→ What is required:
Pull out every line below that contains the word "dotted".

Stored items
--
//! # Score Snapshot Types
//!
//! This module defines the musical vocabulary of a bagpipe score and the
//! serializable snapshot the importer produces.
//!
//! ## Type Hierarchy
//! ```text
//! Score
//!   ├── settings: Settings
//!   ├── textBoxes: Vec<TextBoxPage>
//!   ├── secondTimings: Vec<Timing> (single | second timing)
//!   └── tunes: Vec<Tune>
//!         ├── name / tuneType / composer: StaticTextBox
//!         └── staves: Vec<Stave>
//!               └── bars: Vec<Measure>
//!                     ├── timeSignature, isAnacrusis
//!                     ├── frontBarline / backBarline
//!                     └── bars: Vec<Bar> (always one when imported)
//!                           └── notes: Vec<NoteOrTriplet>
//!                                 ├── Single(Note)
//!                                 └── Triplet(Triplet) with exactly 3 notes
//! ```
//!
//! ## Key Concepts
//!
//! ### Pitch
//! The chanter has nine notes, low G to high A. BWW spells them two ways:
//! the full form (`LG`, `LA`, `B` .. `F`, `HG`, `HA`) used by melody notes
//! and most embellishments, and the short form (`a`, `b` .. `f`, `g`, `t`)
//! used by single gracenotes, where `g` is high G and `t` is high A.
//!
//! ### Note Length
//! Six base durations, each of which may be dotted. Dotting multiplies the
//! length in beats by 1.5 and toggling it twice gives back the same length.
//!
//! ### Ties
//! `tied = true` means the note continues the pitch of the note before it.
//!
//! ## Related Modules
//! - `parser` - builds these types from BWW text
//! - `config` - supplies the `Settings` block and placeholder texts

use crate::error::ImportError;
use serde::ser::SerializeStruct;
use serde::{Deserialize, Serialize, Serializer};

/// One of the nine notes of the chanter scale.
#[derive(Debug, Clone, Copy, PartialEq, Eq, Hash, Serialize)]
pub enum Pitch {
    /// Low G
    G,
    /// Low A
    A,
    B,
    C,
    D,
    E,
    F,
    HG,
    HA,
}

impl Pitch {
    /// Parse the full pitch vocabulary (`lg`, `la`, `b`..`f`, `hg`, `ha`).
    /// Case is ignored, so melody note spellings such as `LA` work too.
    pub fn from_code(code: &str) -> Result<Self, ImportError> {
        match code.to_ascii_lowercase().as_str() {
            "lg" => Ok(Pitch::G),
            "la" => Ok(Pitch::A),
            "b" => Ok(Pitch::B),
            "c" => Ok(Pitch::C),
            "d" => Ok(Pitch::D),
            "e" => Ok(Pitch::E),
            "f" => Ok(Pitch::F),
            "hg" => Ok(Pitch::HG),
            "ha" => Ok(Pitch::HA),
            _ => Err(ImportError::unrecognised("pitch", code)),
        }
    }

    /// Parse the single-letter gracenote vocabulary, where `g` means high G
    /// and `t` means high A.
    pub fn from_gracenote_code(code: &str) -> Result<Self, ImportError> {
        match code.to_ascii_lowercase().as_str() {
            "a" => Ok(Pitch::A),
            "b" => Ok(Pitch::B),
            "c" => Ok(Pitch::C),
            "d" => Ok(Pitch::D),
            "e" => Ok(Pitch::E),
            "f" => Ok(Pitch::F),
            "g" => Ok(Pitch::HG),
            "t" => Ok(Pitch::HA),
            _ => Err(ImportError::unrecognised("gracenote pitch", code)),
        }
    }
}

/// Base note duration, whole note down to 1/32.
#[derive(Debug, Clone, Copy, PartialEq, Eq)]
pub enum Duration {
    Semibreve,
    Minim,
    Crotchet,
    Quaver,
    SemiQuaver,
    DemiSemiQuaver,
}

impl Duration {
    pub const ALL: [Duration; 6] = [
        Duration::Semibreve,
        Duration::Minim,
        Duration::Crotchet,
        Duration::Quaver,
        Duration::SemiQuaver,
        Duration::DemiSemiQuaver,
    ];

    /// Parse the BWW length suffix of a note (`LA_4` has code `4`).
    pub fn from_code(code: &str) -> Result<Self, ImportError> {
        match code {
            "1" => Ok(Duration::Semibreve),
            "2" => Ok(Duration::Minim),
            "4" => Ok(Duration::Crotchet),
            "8" => Ok(Duration::Quaver),
            "16" => Ok(Duration::SemiQuaver),
            "32" => Ok(Duration::DemiSemiQuaver),
            _ => Err(ImportError::unrecognised("note length", code)),
        }
    }

    /// Length in crotchet beats.
    pub fn beats(self) -> f64 {
        match self {
            Duration::Semibreve => 4.0,
            Duration::Minim => 2.0,
            Duration::Crotchet => 1.0,
            Duration::Quaver => 0.5,
            Duration::SemiQuaver => 0.25,
            Duration::DemiSemiQuaver => 0.125,
        }
    }
}

/// A duration together with its dot.
#[derive(Debug, Clone, Copy, PartialEq, Eq)]
pub struct NoteLength {
    pub duration: Duration,
    pub dotted: bool,
}

impl NoteLength {
    pub fn new(duration: Duration) -> Self {
        Self {
            duration,
            dotted: false,
        }
    }

    /// Toggle the dot, keeping the base duration.
    pub fn dot(self) -> Self {
        Self {
            duration: self.duration,
            dotted: !self.dotted,
        }
    }

    pub fn beats(self) -> f64 {
        if self.dotted {
            self.duration.beats() * 1.5
        } else {
            self.duration.beats()
        }
    }

    /// Code used by the saved score format.
    pub fn code(self) -> &'static str {
        match (self.duration, self.dotted) {
            (Duration::Semibreve, false) => "sb",
            (Duration::Semibreve, true) => "dsb",
            (Duration::Minim, false) => "m",
            (Duration::Minim, true) => "dm",
            (Duration::Crotchet, false) => "c",
            (Duration::Crotchet, true) => "dc",
            (Duration::Quaver, false) => "q",
            (Duration::Quaver, true) => "dq",
            (Duration::SemiQuaver, false) => "sq",
            (Duration::SemiQuaver, true) => "dsq",
            (Duration::DemiSemiQuaver, false) => "ssq",
            (Duration::DemiSemiQuaver, true) => "dssq",
        }
    }
}

impl From<Duration> for NoteLength {
    fn from(duration: Duration) -> Self {
        NoteLength::new(duration)
    }
}

impl Serialize for NoteLength {
    fn serialize<S: Serializer>(&self, serializer: S) -> Result<S::Ok, S::Error> {
        serializer.serialize_str(self.code())
    }
}

/// Time signature of a measure.
#[derive(Debug, Clone, Copy, PartialEq, Eq)]
pub enum TimeSignature {
    /// `top` beats of `1/bottom` notes; `bottom` is 2, 4 or 8.
    Fraction { top: u32, bottom: u32 },
    CutTime,
    CommonTime,
}

impl TimeSignature {
    pub fn new(top: u32, bottom: u32) -> Result<Self, ImportError> {
        if top == 0 || !matches!(bottom, 2 | 4 | 8) {
            return Err(ImportError::unrecognised(
                "time signature",
                &format!("{}_{}", top, bottom),
            ));
        }
        Ok(TimeSignature::Fraction { top, bottom })
    }

    /// Full bar length in crotchet beats.
    pub fn bar_beats(self) -> f64 {
        match self {
            TimeSignature::CutTime | TimeSignature::CommonTime => 4.0,
            TimeSignature::Fraction { top, bottom } => (top * 4) as f64 / bottom as f64,
        }
    }
}

impl Default for TimeSignature {
    fn default() -> Self {
        TimeSignature::Fraction { top: 2, bottom: 4 }
    }
}

#[derive(Serialize)]
#[serde(untagged)]
enum SavedTs {
    Fraction([u32; 2]),
    Named(&'static str),
}

impl Serialize for TimeSignature {
    fn serialize<S: Serializer>(&self, serializer: S) -> Result<S::Ok, S::Error> {
        let ts = match *self {
            TimeSignature::Fraction { top, bottom } => SavedTs::Fraction([top, bottom]),
            TimeSignature::CutTime => SavedTs::Named("cut time"),
            TimeSignature::CommonTime => SavedTs::Named("common time"),
        };
        let mut state = serializer.serialize_struct("TimeSignature", 2)?;
        state.serialize_field("ts", &ts)?;
        state.serialize_field("breaks", &[] as &[u32])?;
        state.end()
    }
}

/// Identifier of a note, triplet or bar.
#[derive(Debug, Clone, Copy, PartialEq, Eq, Hash, PartialOrd, Ord, Serialize)]
#[serde(transparent)]
pub struct Id(pub u64);

/// Hands out IDs in increasing order, starting at 1.
#[derive(Debug, Default)]
pub struct IdGen {
    last: u64,
}

impl IdGen {
    pub fn next_id(&mut self) -> Id {
        self.last += 1;
        Id(self.last)
    }
}

/// Gracenote attached to a note.
#[derive(Debug, Clone, PartialEq, Default, Serialize)]
#[serde(tag = "type", content = "value", rename_all = "lowercase")]
pub enum Gracenote {
    /// Named embellishment whose pitches depend on the neighbouring notes.
    Reactive { grace: String },
    Single { note: Pitch },
    Custom { pitches: Vec<Pitch> },
    #[default]
    None,
}

impl Gracenote {
    pub fn reactive(name: &str) -> Self {
        Gracenote::Reactive {
            grace: name.to_string(),
        }
    }

    pub fn is_none(&self) -> bool {
        matches!(self, Gracenote::None)
    }
}

#[derive(Debug, Clone, PartialEq, Serialize)]
#[serde(rename_all = "camelCase")]
pub struct Note {
    pub id: Id,
    pub pitch: Pitch,
    pub length: NoteLength,
    pub tied: bool,
    pub has_natural: bool,
    pub gracenote: Gracenote,
}

#[derive(Debug, Clone, PartialEq, Serialize)]
pub struct Triplet {
    pub id: Id,
    pub length: NoteLength,
    pub notes: [Note; 3],
}

#[derive(Debug, Clone, PartialEq, Serialize)]
#[serde(tag = "notetype", content = "value", rename_all = "lowercase")]
pub enum NoteOrTriplet {
    Single(Note),
    Triplet(Triplet),
}

impl NoteOrTriplet {
    pub fn length(&self) -> NoteLength {
        match self {
            NoteOrTriplet::Single(note) => note.length,
            NoteOrTriplet::Triplet(triplet) => triplet.length,
        }
    }

    /// The note that was placed last within this entry.
    pub fn last_note_mut(&mut self) -> &mut Note {
        match self {
            NoteOrTriplet::Single(note) => note,
            NoteOrTriplet::Triplet(triplet) => &mut triplet.notes[2],
        }
    }
}

/// A single line of notes within a measure.
#[derive(Debug, Clone, PartialEq, Serialize)]
pub struct Bar {
    pub id: Id,
    pub notes: Vec<NoteOrTriplet>,
}

#[derive(Debug, Clone, Copy, PartialEq, Eq, Default, Serialize)]
#[serde(tag = "type", rename_all = "lowercase")]
pub enum Barline {
    #[default]
    Normal,
    Repeat,
    /// Part barline; called `end` in the saved format.
    End,
}

#[derive(Debug, Clone, Copy, PartialEq, Eq, Default, Serialize)]
pub enum Width {
    #[default]
    #[serde(rename = "auto")]
    Auto,
}

#[derive(Debug, Clone, PartialEq, Serialize)]
#[serde(rename_all = "camelCase")]
pub struct Measure {
    pub is_anacrusis: bool,
    pub time_signature: TimeSignature,
    pub bars: Vec<Bar>,
    pub width: Width,
    pub front_barline: Barline,
    pub back_barline: Barline,
}

impl Measure {
    /// A measure holding one empty bar.
    pub fn new(bar_id: Id, time_signature: TimeSignature) -> Self {
        Self {
            is_anacrusis: false,
            time_signature,
            bars: vec![Bar {
                id: bar_id,
                notes: Vec::new(),
            }],
            width: Width::Auto,
            front_barline: Barline::Normal,
            back_barline: Barline::Normal,
        }
    }

    pub fn notes(&self) -> &[NoteOrTriplet] {
        self.bars.first().map(|b| b.notes.as_slice()).unwrap_or(&[])
    }

    /// Total length of all entries in beats. A triplet counts its own
    /// `length` once.
    pub fn total_beats(&self) -> f64 {
        self.notes().iter().map(|n| n.length().beats()).sum()
    }
}

#[derive(Debug, Clone, PartialEq, Serialize)]
#[serde(rename_all = "camelCase")]
pub struct Stave {
    /// Measures; the saved format calls them bars.
    pub bars: Vec<Measure>,
    pub number_of_parts: u32,
}

#[derive(Debug, Clone, Copy, PartialEq, Eq, Default, Serialize, Deserialize)]
pub enum Font {
    #[default]
    #[serde(rename = "sans-serif")]
    SansSerif,
    #[serde(rename = "serif")]
    Serif,
}

#[derive(Debug, Clone, PartialEq, Serialize)]
pub struct StaticTextBox {
    pub size: f64,
    pub text: String,
    pub font: Font,
}

#[derive(Debug, Clone, PartialEq, Serialize)]
pub struct MovableTextBox {
    pub x: f64,
    pub y: f64,
    pub size: f64,
    #[serde(rename = "_text")]
    pub text: String,
    pub centred: bool,
    pub font: Font,
}

#[derive(Debug, Clone, PartialEq, Default, Serialize)]
pub struct TextBoxPage {
    pub texts: Vec<MovableTextBox>,
}

#[derive(Debug, Clone, PartialEq, Serialize)]
#[serde(rename_all = "camelCase")]
pub struct Tune {
    pub name: StaticTextBox,
    pub tune_type: StaticTextBox,
    pub composer: StaticTextBox,
    pub staves: Vec<Stave>,
    pub tune_gap: f64,
}

#[derive(Debug, Clone, PartialEq, Serialize)]
pub struct SingleTiming {
    pub start: Id,
    pub end: Id,
    pub text: String,
}

#[derive(Debug, Clone, PartialEq, Serialize)]
#[serde(rename_all = "camelCase")]
pub struct SecondTiming {
    pub start: Id,
    pub middle: Id,
    pub end: Id,
    pub first_text: String,
    pub second_text: String,
}

#[derive(Debug, Clone, PartialEq, Serialize)]
#[serde(tag = "type", content = "value")]
pub enum Timing {
    #[serde(rename = "single timing")]
    Single(SingleTiming),
    #[serde(rename = "second timing")]
    Second(SecondTiming),
}

/// Document settings copied into every imported score.
#[derive(Debug, Clone, PartialEq, Serialize, Deserialize)]
#[serde(rename_all = "camelCase", default)]
pub struct Settings {
    pub bpm: u32,
    pub stave_gap: f64,
    pub line_gap: f64,
    pub harmony_gap: f64,
    pub margin: f64,
    pub gap_after_gracenote: f64,
    pub harmony_volume: f64,
    pub instrument: String,
}

impl Default for Settings {
    fn default() -> Self {
        Self {
            bpm: 80,
            stave_gap: 100.0,
            line_gap: 7.0,
            harmony_gap: 65.0,
            margin: 80.0,
            gap_after_gracenote: 7.0,
            harmony_volume: 0.75,
            instrument: "ghb".to_string(),
        }
    }
}

/// The imported document, ready to load into the score editor.
#[derive(Debug, Clone, PartialEq, Serialize)]
#[serde(rename_all = "camelCase")]
pub struct Score {
    pub landscape: bool,
    pub tunes: Vec<Tune>,
    pub text_boxes: Vec<TextBoxPage>,
    pub second_timings: Vec<Timing>,
    pub show_number_of_pages: bool,
    pub settings: Settings,
}

impl Score {
    /// All staves of all tunes, in order.
    pub fn staves(&self) -> impl Iterator<Item = &Stave> {
        self.tunes.iter().flat_map(|t| t.staves.iter())
    }

    /// All measures of the score, in order.
    pub fn measures(&self) -> impl Iterator<Item = &Measure> {
        self.staves().flat_map(|s| s.bars.iter())
    }
}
--
→ Your response:
//! Six base durations, each of which may be dotted. Dotting multiplies the
    pub dotted: bool,
            dotted: false,
            dotted: !self.dotted,
        if self.dotted {
        match (self.duration, self.dotted) {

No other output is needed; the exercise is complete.